Know who and what you are voting for on Nov. 6
The Michigan Political Almanac website, organized by Associate Professor Tim Kiska, is a one-stop shop for information about elected officials and candidates.
From the roads you drive to the public K-12 education youth get, politicians are power players. But do you know the name of the person who makes the decisions in your district? And do you know how they voted on bills during their tenure?
Language, Culture and Communication Associate Professor Tim Kiska wants to make sure you do. So he created a resource that people can use for a more informed vote, MichiganPoliticalAlmanac.com.
“People are smart, but trying to sort this stuff all out is a pain, so we designed the Michigan Political Almanac,” Kiska said. “These folks have enormous pull on our everyday lives, so it’s important to be informed."
He said users can access the basics, like who is seeking your vote. Or go a bit deeper and study who is donating campaign cash and review precinct-by-precinct primary election results. Kiska said it was designed to allow people to choose how far they wanted to go, depending on their interest level.
The site includes searches by state house, state senate and U.S. house. Once you put the district number in the search navigation bar, information comes up about the current elected official, including the challenger. Users also can search for their district by ZIP code.

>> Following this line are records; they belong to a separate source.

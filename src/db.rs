use anyhow::Context;
use sqlx::{postgres::PgPoolOptions, PgPool};

use crate::config::AppConfig;

pub async fn connect(config: &AppConfig) -> anyhow::Result<PgPool> {
    let db = PgPoolOptions::new()
        .max_connections(config.db_max_connections)
        .connect(&config.database_url)
        .await
        .context("connect to database")?;
    tracing::info!(max_connections = config.db_max_connections, "database pool ready");
    Ok(db)
}

/// Applies the embedded migrations in `./migrations`.
pub async fn migrate(db: &PgPool) -> anyhow::Result<()> {
    sqlx::migrate!("./migrations")
        .run(db)
        .await
        .context("run database migrations")?;
    tracing::info!("database migrations applied");
    Ok(())
}

pub async fn close(db: PgPool) {
    db.close().await;
    tracing::info!("database connection closed");
}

“This stuff is mostly out there from U.S. Census Bureau and various other sites, but it takes anywhere from five to 10 link clicks to find it. I know; I’ve looked,” Kiska said. “This was created to be a one-stop shop.”
Senior Sarah Martin helped Kiska with the site. Martin, a Journalism and Screen Studies major, said Kiska sought out her assistance after working with him when Kiska served as an election expert at Channel 7 News in the 2016 primaries and at the Detroit Free Press during the 2016 election. Kiska has been professionally involved with election news coverage since 1974.
“Professor Kiska always asks his students if we have interest in getting involved. Through these experiences, I've had the opportunity to grow my skill set and become a more informed voter in the process,” Martin said.
Martin said she enjoys the information gathering side of the field, especially when it comes to data. And she said the website gives people cited data through numbers, charts and maps.
In her Michigan Political Almanac editor role, she collected information about how ballots were cast in each voting district for elections, including primaries, since 2012. Then she presented the findings in a bar chart. She said even that shows how voter behavior has changed in just a short period of time; it’s information that is driven by data.
“Our job as journalists is to objectively present unbiased information to the people,” she said. “That’s what this website does. There’s no spin; it’s data. It’s there for you to take a look at and decide what it means to you.”
MichiganPoliticalAlmanac.com was made possible through Office of Research and Sponsored Program grants, totaling $10,000. Site team members include Geology Lecturer Claudia Walters, UM-Dearborn graduate student Jacob Yesh-Brochstein and Eric Kiska.